On October 14, 1995, Peter Lord and I (Morris Jones) took the motorcycle up to Fremont Peak State Park to conduct a public observing session and astronomy program at the Fremont Peak Observatory. Fremont Peak State Park is about 50 miles south of San Jose, California, near the town of San Juan Bautista.
It was a third quarter moon, possibly one of the last warm weekends
of the fall. One intrepid observer (Jack Zeiders) was there
reading a copy of Robert A. Garfinkle's Star Hopping: Your Visa to
Viewing the Universe while waiting for dark.
These were some of the twilight views from the peak, looking north toward Hollister, looking east up at the observatory, looking west toward Monterey, where the marine layer is rolling in, and a beautiful view to the south, with the valley ground fog creeping in.
The marine layer is what gives Fremont Peak its magical quality for astronomy. On summer evenings when the conditions are right (as they were this evening), the peak sticks above the blanket of fog at 3,718 feet. With less interference from the city lights below, the sky darkens and the milky way springs to life.
Walking up the hill to the observatory, you're greeted by a sundial on the outside, and a beautiful exterior building design donated for the observatory. The building and telescope were built by volunteer amateur astronomers, using seed money of $25,000 raised by selling donated equipment from the Celestron Corporation.

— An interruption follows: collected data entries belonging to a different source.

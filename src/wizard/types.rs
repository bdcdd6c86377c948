use serde::{Deserialize, Serialize};
use std::collections::BTreeMap;
use std::fmt;
use thiserror::Error;

/// Position of a wizard session within its step sequence.
#[derive(Debug, Clone, Copy, PartialEq, Eq, Serialize, Deserialize)]
#[serde(tag = "kind", content = "index", rename_all = "snake_case")]
pub enum WizardStep {
    /// Data-collection step, indexed into the definition's step list
    Collect(usize),
    Verifying,
    Succeeded,
    Failed,
}

impl WizardStep {
    pub fn collect_index(&self) -> Option<usize> {
        match self {
            WizardStep::Collect(index) => Some(*index),
            _ => None,
        }
    }
}

impl fmt::Display for WizardStep {
    fn fmt(&self, f: &mut fmt::Formatter<'_>) -> fmt::Result {
        match self {
            WizardStep::Collect(index) => write!(f, "collect[{index}]"),
            WizardStep::Verifying => write!(f, "verifying"),
            WizardStep::Succeeded => write!(f, "succeeded"),
            WizardStep::Failed => write!(f, "failed"),
        }
    }
}

#[derive(Debug, Clone, PartialEq, Eq, Serialize, Deserialize)]
#[serde(untagged)]
pub enum FieldValue {
    Text(String),
    Flag(bool),
}

impl FieldValue {
    pub fn as_text(&self) -> Option<&str> {
        match self {
            FieldValue::Text(text) => Some(text),
            FieldValue::Flag(_) => None,
        }
    }

    pub fn as_flag(&self) -> Option<bool> {
        match self {
            FieldValue::Flag(flag) => Some(*flag),
            FieldValue::Text(_) => None,
        }
    }
}

impl From<&str> for FieldValue {
    fn from(value: &str) -> Self {
        FieldValue::Text(value.to_string())
    }
}

impl From<String> for FieldValue {
    fn from(value: String) -> Self {
        FieldValue::Text(value)
    }
}

impl From<bool> for FieldValue {
    fn from(value: bool) -> Self {
        FieldValue::Flag(value)
    }
}

/// A collected value plus its read-only marker.
#[derive(Debug, Clone, PartialEq, Eq, Serialize, Deserialize)]
pub struct FieldEntry {
    pub value: FieldValue,
    /// Supplied from earlier verification; never editable in this session
    pub prefilled: bool,
}

/// Collected field values keyed by field name, in stable order.
#[derive(Debug, Clone, Default, PartialEq, Eq, Serialize, Deserialize)]
#[serde(transparent)]
pub struct Fields(BTreeMap<String, FieldEntry>);

impl Fields {
    pub fn new() -> Self {
        Self::default()
    }

    pub fn insert(&mut self, key: impl Into<String>, entry: FieldEntry) {
        self.0.insert(key.into(), entry);
    }

    pub fn get(&self, key: &str) -> Option<&FieldEntry> {
        self.0.get(key)
    }

    pub fn value(&self, key: &str) -> Option<&FieldValue> {
        self.0.get(key).map(|entry| &entry.value)
    }

    pub fn text(&self, key: &str) -> Option<&str> {
        self.value(key).and_then(FieldValue::as_text)
    }

    pub fn flag(&self, key: &str) -> Option<bool> {
        self.value(key).and_then(FieldValue::as_flag)
    }

    pub fn is_prefilled(&self, key: &str) -> bool {
        self.0.get(key).is_some_and(|entry| entry.prefilled)
    }

    pub(crate) fn set_value(&mut self, key: &str, value: FieldValue) {
        if let Some(entry) = self.0.get_mut(key) {
            entry.value = value;
        }
    }

    pub fn iter(&self) -> impl Iterator<Item = (&str, &FieldEntry)> {
        self.0.iter().map(|(key, entry)| (key.as_str(), entry))
    }

    pub fn len(&self) -> usize {
        self.0.len()
    }

    pub fn is_empty(&self) -> bool {
        self.0.is_empty()
    }
}

/// Values supplied by the identity-prefill collaborator at initialization.
pub type Prefill = BTreeMap<String, FieldValue>;

#[derive(Debug, Clone, Copy, PartialEq, Eq, Serialize, Deserialize)]
#[serde(rename_all = "snake_case")]
pub enum NotificationLevel {
    Info,
    Success,
    Error,
}

#[derive(Debug, Clone, PartialEq, Eq, Serialize, Deserialize)]
pub struct Notification {
    pub title: String,
    pub description: String,
    pub level: NotificationLevel,
}

#[derive(Debug, Clone, PartialEq, Eq, Serialize, Deserialize)]
#[serde(tag = "view", rename_all = "snake_case")]
pub enum Route {
    Dashboard,
    Tracking { transaction_id: String },
}

impl fmt::Display for Route {
    fn fmt(&self, f: &mut fmt::Formatter<'_>) -> fmt::Result {
        match self {
            Route::Dashboard => write!(f, "/dashboard"),
            Route::Tracking { transaction_id } => write!(f, "/tracking/{transaction_id}"),
        }
    }
}

#[derive(Debug, Clone, Copy, PartialEq, Eq, Serialize, Deserialize)]
#[serde(rename_all = "snake_case")]
pub enum VerificationOutcome {
    Approved,
    Rejected,
}

impl VerificationOutcome {
    pub fn from_success(success: bool) -> Self {
        if success {
            VerificationOutcome::Approved
        } else {
            VerificationOutcome::Rejected
        }
    }
}

/// Result of one transition request against the machine.
#[derive(Debug, Clone, PartialEq, Eq)]
pub enum TransitionResult {
    Transitioned { from: WizardStep, to: WizardStep },
    /// Guard failed; state untouched
    Rejected { step: WizardStep, failed_fields: Vec<String> },
    Unchanged { step: WizardStep },
}

impl TransitionResult {
    pub fn is_transition(&self) -> bool {
        matches!(self, TransitionResult::Transitioned { .. })
    }
}

#[derive(Debug, Clone, PartialEq, Eq, Error)]
pub enum FieldError {
    #[error("Unknown field: {key}")]
    UnknownField { key: String },
    #[error("Field {key} is prefilled and read-only")]
    ReadOnly { key: String },
    #[error("Field {key} is not editable at step {step}")]
    NotEditable { key: String, step: WizardStep },
    #[error("Field {key} expects a {expected} value")]
    KindMismatch { key: String, expected: &'static str },
}

#[derive(Debug, Error)]
pub enum WizardError {
    #[error("Unknown wizard variant: {0}")]
    UnknownVariant(String),
    #[error("Field {key} cannot be prefilled for the {variant} wizard")]
    PrefillNotAllowed { key: String, variant: String },
    #[error("Prefill value for {key} is invalid: {reason}")]
    InvalidPrefill { key: String, reason: String },
    #[error("The {0} wizard has no mismatch report")]
    MismatchReportUnavailable(String),
    #[error("Wizard sessions need a running Tokio runtime")]
    NoRuntime,
    #[error(transparent)]
    Field(#[from] FieldError),
}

Here are two views of the 30" Newtonian telescope, constructed and loaned to the observatory by Kevin Medlock. The northern half of the building holds AV equipment for conducting public slide presentations. In the small facility on a busy Saturday night, we'll frequently give two or three slide presentations, and have as many as a hundred visitors come to the observatory.
Here Peter releases one of the four turnbuckles
that lock the roof in place when the telescope is not in use.
Peter and I opened the shutters that reveal a stunning southern sky to the observatory, then Peter operated the hand winch that rolls back the roof. I took this series of photos as he cranked on the winch -- then this one last photo with the big 30" Newtonian tilted toward the sky, and the observatory ready to receive visitors.
It was a slow night, only about 15 visitors to the telescope that night, but the sky didn't disappoint. We had beautiful views of a setting Jupiter, edge-on rings of Saturn, M13 the Hercules Cluster, M57 the Ring Nebula, M31 the Andromeda galaxy, M33 in Triangulum, the Veil nebula, and the Double Cluster.
Fremont Peak Observatory can be schedule for group visits, and public showings are most Saturdays excluding full moon weekends.